Data section Block Start
impl Database {
    /// Create a volatile in-memory database.
    #[must_use]
    pub fn in_memory() -> Self {
        Self::with_backend(StorageBackend::default())
    }

    /// Open or create a persistent database at the given path.
    pub fn open(path: impl AsRef<Path>) -> Result<Self, SequenceError> {
        let rows = RedbRows::open(path)?;
        Ok(Self::with_backend(StorageBackend::Persistent(rows)))
    }

    fn with_backend(backend: StorageBackend) -> Self {
        let mut catalog = Catalog::default();
        catalog
            .sequence_tables
            .insert(DEFAULT_SEQUENCE_MODEL.to_string());
        Self {
            backend,
            locks: LockManager::new(),
            commit_lock: Mutex::new(()),
            catalog: RwLock::new(catalog),
            next_txn_id: AtomicU64::new(1),
        }
    }

    /// Check if using persistent storage.
    #[must_use]
    pub fn is_persistent(&self) -> bool {
        self.backend.is_persistent()
    }

    /// Compact the on-disk file. A no-op for in-memory databases.
    pub fn compact(&mut self) -> Result<(), SequenceError> {
        match &mut self.backend {
            StorageBackend::InMemory(_) => Ok(()),
            StorageBackend::Persistent(rows) => rows.compact(),
        }
    }

    /// Register a sequence table under an `app_label.model_name` name.
    ///
    /// Registering an already registered table is a no-op.
    pub fn register_sequence_table(&self, name: &str) -> Result<(), SequenceError> {
        validate_model_name(name)?;
        let mut catalog = write_recover(&self.catalog, "catalog");
        if catalog.record_tables.contains_key(name) {
            return Err(SequenceError::Configuration(format!(
                "'{name}' is already a record table"
            )));
        }
        if catalog.sequence_tables.insert(name.to_string()) {
            info!(table = name, "registered sequence table");
        }
        Ok(())
    }

    /// Check whether a sequence table is registered.
    #[must_use]
    pub fn has_sequence_table(&self, name: &str) -> bool {
        read_recover(&self.catalog, "catalog")
            .sequence_tables
            .contains(name)
    }

    /// Bind a handle to a registered sequence table.
    pub fn sequence_store(&self, name: &str) -> Result<SequenceStore, SequenceError> {
        validate_model_name(name)?;
        if !self.has_sequence_table(name) {
            return Err(SequenceError::Configuration(format!(
                "sequence model '{name}' has not been registered"
            )));
        }
        Ok(SequenceStore::bind(name))
    }

    /// Create (or re-declare after reopening) a record table.
    ///
    /// Re-declaring a table already in the catalog keeps its primary key
    /// counter, so keys handed to open transactions are never reissued, and
    /// keeps its existing unique attributes alongside any new ones.
    pub fn create_table(&self, schema: TableSchema) -> Result<(), SequenceError> {
        let name = schema.name.clone();
        if name.is_empty() {
            return Err(SequenceError::Configuration(
                "record table name must not be empty".to_string(),
            ));
        }

        // No commit may land between the scan and the catalog update.
        let _guard = lock_recover(&self.commit_lock, "commit");
        let stored = self.backend.scan(&record_storage(&name))?;
        let after_stored = match stored.last() {
            Some((key, _)) => parse_pk(key)?.saturating_add(1),
            None => 1,
        };

        let mut catalog = write_recover(&self.catalog, "catalog");
        if catalog.sequence_tables.contains(&name) {
            return Err(SequenceError::Configuration(format!(
                "'{name}' is already a sequence table"
            )));
        }
        let (schema, next_pk) = match catalog.record_tables.get(&name) {
            Some(existing) => (
                schema.merged_with(&existing.schema),
                existing.next_pk.max(after_stored),
            ),
            None => (schema, after_stored),
        };
        let index = UniqueIndex::build(&schema.unique, &stored)?;
        catalog.record_tables.insert(
            name.clone(),
            RecordTable {
                schema,
                next_pk,
                index,
            },
        );
        info!(table = %name, next_pk, "created record table");
        Ok(())
    }

    /// Start a transaction.
    pub fn begin(&self) -> Transaction<'_> {
        let id = self.next_txn_id.fetch_add(1, Ordering::Relaxed);
        debug!(txn = id, "begin");
        Transaction {
            db: self,
            id,
            writes: BTreeMap::new(),
            locks: Vec::new(),
            finished: false,
        }
    }

    fn schema(&self, table: &str) -> Result<TableSchema, SequenceError> {
        read_recover(&self.catalog, "catalog")
            .record_tables
            .get(table)
            .map(|t| t.schema.clone())
            .ok_or_else(|| SequenceError::TableNotFound(table.to_string()))
    }

    fn require_sequence_table(&self, table: &str) -> Result<(), SequenceError> {
        if self.has_sequence_table(table) {
            Ok(())
        } else {
            Err(SequenceError::TableNotFound(table.to_string()))
        }
    }

    fn committed_holder(&self, table: &str, attribute: &str, value: &FieldValue) -> Option<i64> {
        read_recover(&self.catalog, "catalog")
            .record_tables
            .get(table)?
            .index
            .holder(attribute, value)
    }

    fn update_index(&self, changes: &[IndexChange]) {
        let mut catalog = write_recover(&self.catalog, "catalog");
        for change in changes {
            let Some(state) = catalog.record_tables.get_mut(&change.table) else {
                continue;
            };
            if let Some(before) = &change.before {
                state.index.remove(change.pk, before);
            }
            if let Some(after) = &change.after {
                state.index.insert(change.pk, after);
            }
        }
    }

    fn assign_pk(&self, table: &str) -> Result<i64, SequenceError> {
        let mut catalog = write_recover(&self.catalog, "catalog");
        let state = catalog
            .record_tables
            .get_mut(table)
            .ok_or_else(|| SequenceError::TableNotFound(table.to_string()))?;
        let pk = state.next_pk;
        state.next_pk = state.next_pk.saturating_add(1);
        Ok(pk)
    }
}

// =============================================================================
// TRANSACTION
// =============================================================================

/// A unit of work against a `Database`.
pub struct Transaction<'db> {
    db: &'db Database,
    id: u64,
    /// (storage table, key) -> new bytes, or `None` for a delete.
    writes: BTreeMap<(String, String), Option<Vec<u8>>>,
    locks: Vec<RowId>,
    finished: bool,
}

impl std::fmt::Debug for Transaction<'_> {
    fn fmt(&self, f: &mut std::fmt::Formatter<'_>) -> std::fmt::Result {
        f.debug_struct("Transaction")
            .field("id", &self.id)
            .field("pending_writes", &self.writes.len())
            .field("locks_held", &self.locks.len())
            .finish_non_exhaustive()
    }
}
Data section Block End
**What is being asked**
Make an exact transcription of the entries above.

**Output below**
impl Database {
    /// Create a volatile in-memory database.
    #[must_use]
    pub fn in_memory() -> Self {
        Self::with_backend(StorageBackend::default())
    }

    /// Open or create a persistent database at the given path.
    pub fn open(path: impl AsRef<Path>) -> Result<Self, SequenceError> {
        let rows = RedbRows::open(path)?;
        Ok(Self::with_backend(StorageBackend::Persistent(rows)))
    }

    fn with_backend(backend: StorageBackend) -> Self {
        let mut catalog = Catalog::default();
        catalog
            .sequence_tables
            .insert(DEFAULT_SEQUENCE_MODEL.to_string());
        Self {
            backend,
            locks: LockManager::new(),
            commit_lock: Mutex::new(()),
            catalog: RwLock::new(catalog),
            next_txn_id: AtomicU64::new(1),
        }
    }

    /// Check if using persistent storage.
    #[must_use]
    pub fn is_persistent(&self) -> bool {
        self.backend.is_persistent()
    }

    /// Compact the on-disk file. A no-op for in-memory databases.
    pub fn compact(&mut self) -> Result<(), SequenceError> {
        match &mut self.backend {
            StorageBackend::InMemory(_) => Ok(()),
            StorageBackend::Persistent(rows) => rows.compact(),
        }
    }

    /// Register a sequence table under an `app_label.model_name` name.
    ///
    /// Registering an already registered table is a no-op.
    pub fn register_sequence_table(&self, name: &str) -> Result<(), SequenceError> {
        validate_model_name(name)?;
        let mut catalog = write_recover(&self.catalog, "catalog");
        if catalog.record_tables.contains_key(name) {
            return Err(SequenceError::Configuration(format!(
                "'{name}' is already a record table"
            )));
        }
        if catalog.sequence_tables.insert(name.to_string()) {
            info!(table = name, "registered sequence table");
        }
        Ok(())
    }

    /// Check whether a sequence table is registered.
    #[must_use]
    pub fn has_sequence_table(&self, name: &str) -> bool {
        read_recover(&self.catalog, "catalog")
            .sequence_tables
            .contains(name)
    }

    /// Bind a handle to a registered sequence table.
    pub fn sequence_store(&self, name: &str) -> Result<SequenceStore, SequenceError> {
        validate_model_name(name)?;
        if !self.has_sequence_table(name) {
            return Err(SequenceError::Configuration(format!(
                "sequence model '{name}' has not been registered"
            )));
        }
        Ok(SequenceStore::bind(name))
    }

    /// Create (or re-declare after reopening) a record table.
    ///
    /// Re-declaring a table already in the catalog keeps its primary key
    /// counter, so keys handed to open transactions are never reissued, and
    /// keeps its existing unique attributes alongside any new ones.
    pub fn create_table(&self, schema: TableSchema) -> Result<(), SequenceError> {
        let name = schema.name.clone();
        if name.is_empty() {
            return Err(SequenceError::Configuration(
                "record table name must not be empty".to_string(),
            ));
        }

        // No commit may land between the scan and the catalog update.
        let _guard = lock_recover(&self.commit_lock, "commit");
        let stored = self.backend.scan(&record_storage(&name))?;
        let after_stored = match stored.last() {
            Some((key, _)) => parse_pk(key)?.saturating_add(1),
            None => 1,
        };

        let mut catalog = write_recover(&self.catalog, "catalog");
        if catalog.sequence_tables.contains(&name) {
            return Err(SequenceError::Configuration(format!(
                "'{name}' is already a sequence table"
            )));
        }
        let (schema, next_pk) = match catalog.record_tables.get(&name) {
            Some(existing) => (
                schema.merged_with(&existing.schema),
                existing.next_pk.max(after_stored),
            ),
            None => (schema, after_stored),
        };
        let index = UniqueIndex::build(&schema.unique, &stored)?;
        catalog.record_tables.insert(
            name.clone(),
            RecordTable {
                schema,
                next_pk,
                index,
            },
        );
        info!(table = %name, next_pk, "created record table");
        Ok(())
    }

    /// Start a transaction.
    pub fn begin(&self) -> Transaction<'_> {
        let id = self.next_txn_id.fetch_add(1, Ordering::Relaxed);
        debug!(txn = id, "begin");
        Transaction {
            db: self,
            id,
            writes: BTreeMap::new(),
            locks: Vec::new(),
            finished: false,
        }
    }

    fn schema(&self, table: &str) -> Result<TableSchema, SequenceError> {
        read_recover(&self.catalog, "catalog")
            .record_tables
            .get(table)
            .map(|t| t.schema.clone())
            .ok_or_else(|| SequenceError::TableNotFound(table.to_string()))
    }

    fn require_sequence_table(&self, table: &str) -> Result<(), SequenceError> {
        if self.has_sequence_table(table) {
            Ok(())
        } else {
            Err(SequenceError::TableNotFound(table.to_string()))
        }
    }

    fn committed_holder(&self, table: &str, attribute: &str, value: &FieldValue) -> Option<i64> {
        read_recover(&self.catalog, "catalog")
            .record_tables
            .get(table)?
            .index
            .holder(attribute, value)
    }

    fn update_index(&self, changes: &[IndexChange]) {
        let mut catalog = write_recover(&self.catalog, "catalog");
        for change in changes {
            let Some(state) = catalog.record_tables.get_mut(&change.table) else {
                continue;
            };
            if let Some(before) = &change.before {
                state.index.remove(change.pk, before);
            }
            if let Some(after) = &change.after {
                state.index.insert(change.pk, after);
            }
        }
    }

    fn assign_pk(&self, table: &str) -> Result<i64, SequenceError> {
        let mut catalog = write_recover(&self.catalog, "catalog");
        let state = catalog
            .record_tables
            .get_mut(table)
            .ok_or_else(|| SequenceError::TableNotFound(table.to_string()))?;
        let pk = state.next_pk;
        state.next_pk = state.next_pk.saturating_add(1);
        Ok(pk)
    }
}

// =============================================================================
// TRANSACTION
// =============================================================================

/// A unit of work against a `Database`.
pub struct Transaction<'db> {
    db: &'db Database,
    id: u64,
    /// (storage table, key) -> new bytes, or `None` for a delete.
    writes: BTreeMap<(String, String), Option<Vec<u8>>>,
    locks: Vec<RowId>,
    finished: bool,
}

impl std::fmt::Debug for Transaction<'_> {
    fn fmt(&self, f: &mut std::fmt::Formatter<'_>) -> std::fmt::Result {
        f.debug_struct("Transaction")
            .field("id", &self.id)
            .field("pending_writes", &self.writes.len())
            .field("locks_held", &self.locks.len())
            .finish_non_exhaustive()
    }
}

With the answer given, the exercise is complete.